What the task asks:
The expected output is each entry, given again exactly.

___

//! CLI smoke tests for gear.
//!
//! None of these reach the network: commands either only read local state or
//! fail during config validation.

use std::path::Path;

use assert_cmd::Command;
use assert_cmd::cargo::cargo_bin_cmd;
use predicates::prelude::*;
use tempfile::TempDir;

const COMMIT: &str = "9fceb02d0ae598e95dc970b74767f19372d61af8";

fn gear_cmd() -> Command {
  cargo_bin_cmd!("gear")
}

/// Write a config whose deployment directory lives inside `temp`.
fn write_config(temp: &TempDir, extra: &str) -> std::path::PathBuf {
  let deploy_dir = temp.path().join("deploy");
  let config = format!(
    r#"
environment: DEV
sync_interval: 60
repository:
  url: https://example.com/acme/deployments.git
  branch: main
deployment:
  directory: '{}'
{}
"#,
    deploy_dir.display(),
    extra
  );
  let path = temp.path().join("config.yaml");
  std::fs::write(&path, config).unwrap();
  path
}

fn write_state(deploy_dir: &Path) {
  std::fs::create_dir_all(deploy_dir).unwrap();
  std::fs::write(
    deploy_dir.join(".deployment-state.yaml"),
    format!("currentHash: {}\ndeployedServices:\n  - web\n  - worker\n", COMMIT),
  )
  .unwrap();
}

#[test]
fn help_flag_works() {
  gear_cmd()
    .arg("--help")
    .assert()
    .success()
    .stdout(predicate::str::contains("Usage"));
}

#[test]
fn version_flag_works() {
  gear_cmd()
    .arg("--version")
    .assert()
    .success()
    .stdout(predicate::str::contains("gear"));
}

#[test]
fn subcommand_help_works() {
  for cmd in &["run", "check", "status"] {
    gear_cmd()
      .arg(cmd)
      .arg("--help")
      .assert()
      .success()
      .stdout(predicate::str::contains("--config"));
  }
}

#[test]
fn status_without_deployment() {
  let temp = TempDir::new().unwrap();
  let config = write_config(&temp, "");

  gear_cmd()
    .args(["status", "--config"])
    .arg(&config)
    .assert()
    .success()
    .stdout(predicate::str::contains("No deployment recorded"));
}

#[test]
fn status_shows_recorded_deployment() {
  let temp = TempDir::new().unwrap();
  let config = write_config(&temp, "");
  write_state(&temp.path().join("deploy"));

  gear_cmd()
    .args(["status", "--config"])
    .arg(&config)
    .assert()
    .success()
    .stdout(predicate::str::contains("9fceb02d0ae5"))
    .stdout(predicate::str::contains("worker"));
}

#[test]
fn status_json_output() {
  let temp = TempDir::new().unwrap();
  let config = write_config(&temp, "");
  write_state(&temp.path().join("deploy"));

  let output = gear_cmd()
    .args(["status", "--json", "--config"])
    .arg(&config)
    .output()
    .unwrap();

  assert!(output.status.success());
  let json: serde_json::Value = serde_json::from_slice(&output.stdout).unwrap();
  assert_eq!(json["current_hash"], COMMIT);
  assert_eq!(json["deployed_services"], serde_json::json!(["web", "worker"]));
}

#[test]
fn status_honours_custom_state_file() {
  let temp = TempDir::new().unwrap();
  let state_dir = temp.path().join("state");
  write_state(&state_dir);
  let config = write_config(
    &temp,
    &format!(
      "  state_file: '{}'",
      state_dir.join(".deployment-state.yaml").display()
    ),
  );

  gear_cmd()
    .args(["status", "--config"])
    .arg(&config)
    .assert()
    .success()
    .stdout(predicate::str::contains("9fceb02d0ae5"));
}

#[test]
fn run_with_missing_config_fails() {
  let temp = TempDir::new().unwrap();

  gear_cmd()
    .args(["run", "--config"])
    .arg(temp.path().join("nope.yaml"))
    .assert()
    .failure()
    .stderr(predicate::str::contains("Failed to load config"));
}

#[test]
fn check_rejects_zero_interval() {
  let temp = TempDir::new().unwrap();
  let path = temp.path().join("config.yaml");
  std::fs::write(
    &path,
    r#"
sync_interval: 0
repository:
  url: https://example.com/acme/deployments.git
  branch: main
deployment:
  directory: /tmp/gear
"#,
  )
  .unwrap();

  gear_cmd()
    .args(["check", "--config"])
    .arg(&path)
    .assert()
    .failure()
    .stderr(predicate::str::contains("invalid config"));
}

#[test]
fn check_requires_readable_encryption_key() {
  let temp = TempDir::new().unwrap();
  let missing_key = temp.path().join("missing.key");
  let path = temp.path().join("config.yaml");
  std::fs::write(
    &path,
    format!(
      r#"
sync_interval: 30
encryption_key_file: '{}'
repository:
  url: https://example.com/acme/deployments.git
  branch: main
deployment:
  directory: '{}'
"#,
      missing_key.display(),
      temp.path().join("deploy").display()
    ),
  )
  .unwrap();

  gear_cmd()
    .args(["check", "--config"])
    .arg(&path)
    .assert()
    .failure()
    .stderr(predicate::str::contains("Failed to read encryption key"));
}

___

Solution for this problem:
//! CLI smoke tests for gear.
//!
//! None of these reach the network: commands either only read local state or
//! fail during config validation.

use std::path::Path;

use assert_cmd::Command;
use assert_cmd::cargo::cargo_bin_cmd;
use predicates::prelude::*;
use tempfile::TempDir;

const COMMIT: &str = "9fceb02d0ae598e95dc970b74767f19372d61af8";

fn gear_cmd() -> Command {
  cargo_bin_cmd!("gear")
}

/// Write a config whose deployment directory lives inside `temp`.
fn write_config(temp: &TempDir, extra: &str) -> std::path::PathBuf {
  let deploy_dir = temp.path().join("deploy");
  let config = format!(
    r#"
environment: DEV
sync_interval: 60
repository:
  url: https://example.com/acme/deployments.git
  branch: main
deployment:
  directory: '{}'
{}
"#,
    deploy_dir.display(),
    extra
  );
  let path = temp.path().join("config.yaml");
  std::fs::write(&path, config).unwrap();
  path
}

fn write_state(deploy_dir: &Path) {
  std::fs::create_dir_all(deploy_dir).unwrap();
  std::fs::write(
    deploy_dir.join(".deployment-state.yaml"),
    format!("currentHash: {}\ndeployedServices:\n  - web\n  - worker\n", COMMIT),
  )
  .unwrap();
}

#[test]
fn help_flag_works() {
  gear_cmd()
    .arg("--help")
    .assert()
    .success()
    .stdout(predicate::str::contains("Usage"));
}

#[test]
fn version_flag_works() {
  gear_cmd()
    .arg("--version")
    .assert()
    .success()
    .stdout(predicate::str::contains("gear"));
}

#[test]
fn subcommand_help_works() {
  for cmd in &["run", "check", "status"] {
    gear_cmd()
      .arg(cmd)
      .arg("--help")
      .assert()
      .success()
      .stdout(predicate::str::contains("--config"));
  }
}

#[test]
fn status_without_deployment() {
  let temp = TempDir::new().unwrap();
  let config = write_config(&temp, "");

  gear_cmd()
    .args(["status", "--config"])
    .arg(&config)
    .assert()
    .success()
    .stdout(predicate::str::contains("No deployment recorded"));
}

#[test]
fn status_shows_recorded_deployment() {
  let temp = TempDir::new().unwrap();
  let config = write_config(&temp, "");
  write_state(&temp.path().join("deploy"));

  gear_cmd()
    .args(["status", "--config"])
    .arg(&config)
    .assert()
    .success()
    .stdout(predicate::str::contains("9fceb02d0ae5"))
    .stdout(predicate::str::contains("worker"));
}

#[test]
fn status_json_output() {
  let temp = TempDir::new().unwrap();
  let config = write_config(&temp, "");
  write_state(&temp.path().join("deploy"));

  let output = gear_cmd()
    .args(["status", "--json", "--config"])
    .arg(&config)
    .output()
    .unwrap();

  assert!(output.status.success());
  let json: serde_json::Value = serde_json::from_slice(&output.stdout).unwrap();
  assert_eq!(json["current_hash"], COMMIT);
  assert_eq!(json["deployed_services"], serde_json::json!(["web", "worker"]));
}

#[test]
fn status_honours_custom_state_file() {
  let temp = TempDir::new().unwrap();
  let state_dir = temp.path().join("state");
  write_state(&state_dir);
  let config = write_config(
    &temp,
    &format!(
      "  state_file: '{}'",
      state_dir.join(".deployment-state.yaml").display()
    ),
  );

  gear_cmd()
    .args(["status", "--config"])
    .arg(&config)
    .assert()
    .success()
    .stdout(predicate::str::contains("9fceb02d0ae5"));
}

#[test]
fn run_with_missing_config_fails() {
  let temp = TempDir::new().unwrap();

  gear_cmd()
    .args(["run", "--config"])
    .arg(temp.path().join("nope.yaml"))
    .assert()
    .failure()
    .stderr(predicate::str::contains("Failed to load config"));
}

#[test]
fn check_rejects_zero_interval() {
  let temp = TempDir::new().unwrap();
  let path = temp.path().join("config.yaml");
  std::fs::write(
    &path,
    r#"
sync_interval: 0
repository:
  url: https://example.com/acme/deployments.git
  branch: main
deployment:
  directory: /tmp/gear
"#,
  )
  .unwrap();

  gear_cmd()
    .args(["check", "--config"])
    .arg(&path)
    .assert()
    .failure()
    .stderr(predicate::str::contains("invalid config"));
}

#[test]
fn check_requires_readable_encryption_key() {
  let temp = TempDir::new().unwrap();
  let missing_key = temp.path().join("missing.key");
  let path = temp.path().join("config.yaml");
  std::fs::write(
    &path,
    format!(
      r#"
sync_interval: 30
encryption_key_file: '{}'
repository:
  url: https://example.com/acme/deployments.git
  branch: main
deployment:
  directory: '{}'
"#,
      missing_key.display(),
      temp.path().join("deploy").display()
    ),
  )
  .unwrap();

  gear_cmd()
    .args(["check", "--config"])
    .arg(&path)
    .assert()
    .failure()
    .stderr(predicate::str::contains("Failed to read encryption key"));
}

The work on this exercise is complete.